User Experience Design
Also known as : UX Design
Focusses on how it feels to use a product, app or website. The process of creating and designing user experiences, with the goal of ensuring that the product and everything surrounding it is user-friendly, easy to navigate and valuable for the end user. It starts with identifying a user problem and designing products or services that offer a solution.
User Interface Design
Also known as : UI Design
The process of designing the look, feel and interactivity of a digital product. A user interface is the point of interaction between humans and computers and UI design is the process of designing how these interfaces react and behave to the user.
V
Virtual Reality Design
Also known as : VR Design
Design for immersive computer-generated environments that simulate reality through the use of interactive devices, which send and receive information and are worn as goggles, headsets, gloves, or body suits. VR Designers partner with stakeholders to conduct research, design storyboards, UI, environments and create VR assets using 3D modelling software.

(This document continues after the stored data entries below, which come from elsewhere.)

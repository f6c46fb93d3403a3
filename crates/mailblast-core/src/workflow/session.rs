//! Campaign session - drives one campaign's workflow against the remote service
//!
//! The state lock is never held across a remote call. Operations read what they
//! need, release the lock, call the service, then apply the outcome as a
//! transition.

use super::state::{Action, Stage, WorkflowState};
use crate::campaign::{CampaignConfig, ConfigLibrary};
use crate::compose::{Personalizer, RenderedMessage};
use crate::dispatch::DispatchCoordinator;
use crate::reconcile::ReviewReport;
use crate::service::{CampaignService, FileUpload, SmtpConfig};
use mailblast_common::types::{
    ConnectionCheck, Created, Credential, Diagnosis, ImportedRecipients, MessageDraft,
    NamedSenderProfile, NamedTemplate, Recipient, RecipientPatch, SenderProfile,
    UploadedAttachment,
};
use mailblast_common::{Error, Result, ValidationError};
use std::sync::Arc;
use tokio::runtime::Handle;
use tokio::sync::Mutex;
use tracing::{debug, error, info, warn};
use uuid::Uuid;

/// One campaign, from configuration to review
pub struct CampaignSession {
    id: Uuid,
    state: Arc<Mutex<WorkflowState>>,
    service: Arc<dyn CampaignService>,
    coordinator: DispatchCoordinator,
    library: ConfigLibrary,
}

impl CampaignSession {
    pub fn new(service: Arc<dyn CampaignService>, config: CampaignConfig) -> Self {
        let id = Uuid::new_v4();
        debug!(session = %id, "Campaign session created");

        Self {
            id,
            state: Arc::new(Mutex::new(WorkflowState::new(config))),
            coordinator: DispatchCoordinator::new(Arc::clone(&service)),
            library: ConfigLibrary::new(Arc::clone(&service)),
            service,
        }
    }

    pub fn id(&self) -> Uuid {
        self.id
    }

    pub fn library(&self) -> &ConfigLibrary {
        &self.library
    }

    /// Copy of the current state
    pub async fn snapshot(&self) -> WorkflowState {
        self.state.lock().await.clone()
    }

    pub async fn stage(&self) -> Stage {
        self.state.lock().await.stage
    }

    /// Apply one action. On error the state is unchanged.
    pub async fn apply(&self, action: Action) -> Result<WorkflowState> {
        let mut state = self.state.lock().await;
        let next = state.apply(action).map_err(|e| {
            debug!(session = %self.id, stage = %state.stage, "Action rejected: {}", e);
            e
        })?;
        *state = next;
        Ok(state.clone())
    }

    pub async fn advance(&self) -> Result<Stage> {
        Ok(self.apply(Action::Advance).await?.stage)
    }

    pub async fn back(&self) -> Result<Stage> {
        Ok(self.apply(Action::Back).await?.stage)
    }

    pub async fn set_sender_profile(&self, profile: SenderProfile) -> Result<()> {
        self.apply(Action::SetSenderProfile(profile)).await.map(drop)
    }

    pub async fn set_credential(&self, credential: Credential) -> Result<()> {
        self.apply(Action::SetCredential(credential)).await.map(drop)
    }

    pub async fn set_message_draft(&self, draft: MessageDraft) -> Result<()> {
        self.apply(Action::SetMessageDraft(draft)).await.map(drop)
    }

    pub async fn add_recipient(&self, recipient: Recipient) -> Result<()> {
        self.apply(Action::AddRecipient(recipient)).await.map(drop)
    }

    pub async fn edit_recipient(&self, email: &str, patch: RecipientPatch) -> Result<()> {
        self.apply(Action::EditRecipient {
            email: email.to_string(),
            patch,
        })
        .await
        .map(drop)
    }

    pub async fn remove_recipient(&self, email: &str) -> Result<()> {
        self.apply(Action::RemoveRecipient(email.to_string()))
            .await
            .map(drop)
    }

    /// Advisory connection test. Never changes the state.
    pub async fn test_connection(&self) -> Result<ConnectionCheck> {
        let smtp = self.testable_smtp().await?;
        let check = self.service.test_connection(&smtp).await?;
        if check.ok {
            info!(session = %self.id, host = %smtp.profile.host, "Connection test passed");
        } else {
            warn!(
                session = %self.id,
                host = %smtp.profile.host,
                "Connection test failed: {}",
                check.message
            );
        }
        Ok(check)
    }

    pub async fn diagnose(&self) -> Result<Diagnosis> {
        let smtp = self.testable_smtp().await?;
        self.service.diagnose(&smtp).await
    }

    /// Import a spreadsheet and install its recipients as the new set
    pub async fn import(&self, file: FileUpload) -> Result<ImportedRecipients> {
        self.state
            .lock()
            .await
            .ensure_editable("replace_recipients")?;

        info!(session = %self.id, file = %file.filename, "Importing recipients");
        let imported = self.service.parse_import(file).await?;

        let state = self
            .apply(Action::ReplaceRecipients(imported.recipients.clone()))
            .await?;
        info!(
            session = %self.id,
            imported = imported.recipients.len(),
            recipients = state.recipients.len(),
            "Recipients imported"
        );
        Ok(imported)
    }

    /// Upload a file and attach it to every message
    pub async fn upload_attachment(&self, file: FileUpload) -> Result<UploadedAttachment> {
        self.state
            .lock()
            .await
            .ensure_editable("add_common_attachment")?;

        let uploaded = self.service.upload_attachment(file).await?;
        self.apply(Action::AddCommonAttachment(uploaded.filepath.clone()))
            .await?;
        info!(session = %self.id, file = %uploaded.filename, "Attachment added");
        Ok(uploaded)
    }

    pub async fn remove_attachment(&self, filepath: &str) -> Result<()> {
        self.apply(Action::RemoveCommonAttachment(filepath.to_string()))
            .await
            .map(drop)
    }

    /// Render subject and body for `email`, or for the first recipient
    pub async fn preview(&self, email: Option<&str>) -> Result<RenderedMessage> {
        let state = self.state.lock().await;
        let recipient = match email {
            Some(email) => state
                .recipients
                .get(email)
                .ok_or_else(|| ValidationError::RecipientNotFound(email.to_string()))?,
            None => state
                .recipients
                .first()
                .ok_or(ValidationError::EmptyRecipientSet)?,
        };

        let personalizer = Personalizer::for_recipients(&state.recipients);
        let unknown = personalizer.unknown_draft_tokens(&state.config.draft);
        if !unknown.is_empty() {
            debug!(tokens = ?unknown, "Draft contains unrecognized tokens");
        }
        Ok(personalizer.render_message(&state.config.draft, recipient))
    }

    /// Dispatch the current recipient set. Rejected while another dispatch of
    /// this campaign is in flight.
    ///
    /// Dropping the returned future before it completes releases the in-flight
    /// flag as if the dispatch had failed; the batch outcome is then unknown.
    pub async fn send(&self) -> Result<ReviewReport> {
        let request = {
            let mut state = self.state.lock().await;
            let next = state.apply(Action::DispatchStarted)?;
            let request = DispatchCoordinator::prepare(&next.config, &next.recipients)?;
            *state = next;
            request
        };
        let mut guard = InFlightGuard::new(Arc::clone(&self.state), self.id);

        let result = self.coordinator.submit(request).await;

        let mut state = self.state.lock().await;
        guard.disarm();
        match result {
            Ok(outcome) => {
                let report = ReviewReport::from_outcome(&outcome);
                *state = state.apply(Action::DispatchSucceeded(outcome))?;
                if !report.missing.is_empty() {
                    warn!(
                        session = %self.id,
                        missing = report.missing.len(),
                        "Dispatch response is missing results"
                    );
                }
                Ok(report)
            }
            Err(e) => {
                *state = state.apply(Action::DispatchFailed)?;
                Err(e)
            }
        }
    }

    /// Start a new cycle with only the failed recipients. Returns how many were
    /// installed; 0 means nothing failed and the state is unchanged.
    pub async fn retry_failed(&self) -> Result<usize> {
        let mut state = self.state.lock().await;
        let count = state.retry_set().len();
        *state = state.apply(Action::RetryFailed)?;
        Ok(count)
    }

    /// Full campaign reset. Sender settings and credential are kept.
    pub async fn reset(&self) -> Result<()> {
        self.apply(Action::Reset).await?;
        info!(session = %self.id, "Campaign reset");
        Ok(())
    }

    pub async fn save_template(&self, name: &str) -> Result<Created> {
        let config = self.state.lock().await.config.clone();
        self.library.save_template(&config, name).await
    }

    pub async fn save_sender_profile(&self, name: &str) -> Result<Created> {
        let config = self.state.lock().await.config.clone();
        self.library.save_sender_profile(&config, name).await
    }

    /// Apply a saved template found by id or name
    pub async fn apply_template(&self, key: &str) -> Result<NamedTemplate> {
        let template = self
            .library
            .find_template(key)
            .await?
            .ok_or_else(|| Error::Config(format!("template {} not found", key)))?;

        self.apply(Action::ApplyTemplate(template.clone())).await?;
        Ok(template)
    }

    /// Apply a saved sender profile or provider preset found by id or name
    pub async fn apply_sender_profile(&self, key: &str) -> Result<NamedSenderProfile> {
        let profile = self
            .library
            .find_sender_profile(key)
            .await?
            .ok_or_else(|| Error::Config(format!("sender profile {} not found", key)))?;

        self.apply(Action::ApplySenderProfile(profile.profile.clone()))
            .await?;
        Ok(profile)
    }

    async fn testable_smtp(&self) -> Result<SmtpConfig> {
        let state = self.state.lock().await;
        state.config.validate_for_test()?;
        Ok(state.config.smtp_config())
    }
}

/// Releases the in-flight flag of a dispatch whose `send` future was dropped
struct InFlightGuard {
    state: Arc<Mutex<WorkflowState>>,
    session: Uuid,
    armed: bool,
}

impl InFlightGuard {
    fn new(state: Arc<Mutex<WorkflowState>>, session: Uuid) -> Self {
        Self {
            state,
            session,
            armed: true,
        }
    }

    fn disarm(&mut self) {
        self.armed = false;
    }
}

impl Drop for InFlightGuard {
    fn drop(&mut self) {
        if !self.armed {
            return;
        }
        warn!(session = %self.session, "Dispatch abandoned before completion, outcome unknown");

        if let Ok(mut state) = self.state.try_lock() {
            release_in_flight(&mut state);
            return;
        }
        match Handle::try_current() {
            Ok(handle) => {
                let state = Arc::clone(&self.state);
                handle.spawn(async move {
                    release_in_flight(&mut *state.lock().await);
                });
            }
            Err(_) => {
                error!(session = %self.session, "No runtime to release the in-flight dispatch");
            }
        }
    }
}

fn release_in_flight(state: &mut WorkflowState) {
    if let Ok(next) = state.apply(Action::DispatchFailed) {
        *state = next;
    }
}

Visual Communications Design
Visual Communications Designers apply themselves to the visual environment, using knowledge of signs & symbols, typography, layout, hierarchy of information, human perception etc. to design a very broad spectrum of visual works. These extend through books and magazines, websites, apps, wayfinding, illustration, motion design etc. to more abstract systems of identity, branding and strategic planning.
W
Wearable Devices (Design of…)
The creation of any kind of electronic device designed to be worn on the user’s body. Such devices can take many different forms, more commonly smartwatches and smart glasses and can also include medical devices, clothing or elements of clothing, jewellery and other accessories.
Web Design
Broad term that refers to the design of websites that are displayed on the internet. Usually refers to the user experience (UX) and interface(UI) aspects of website development rather than the software.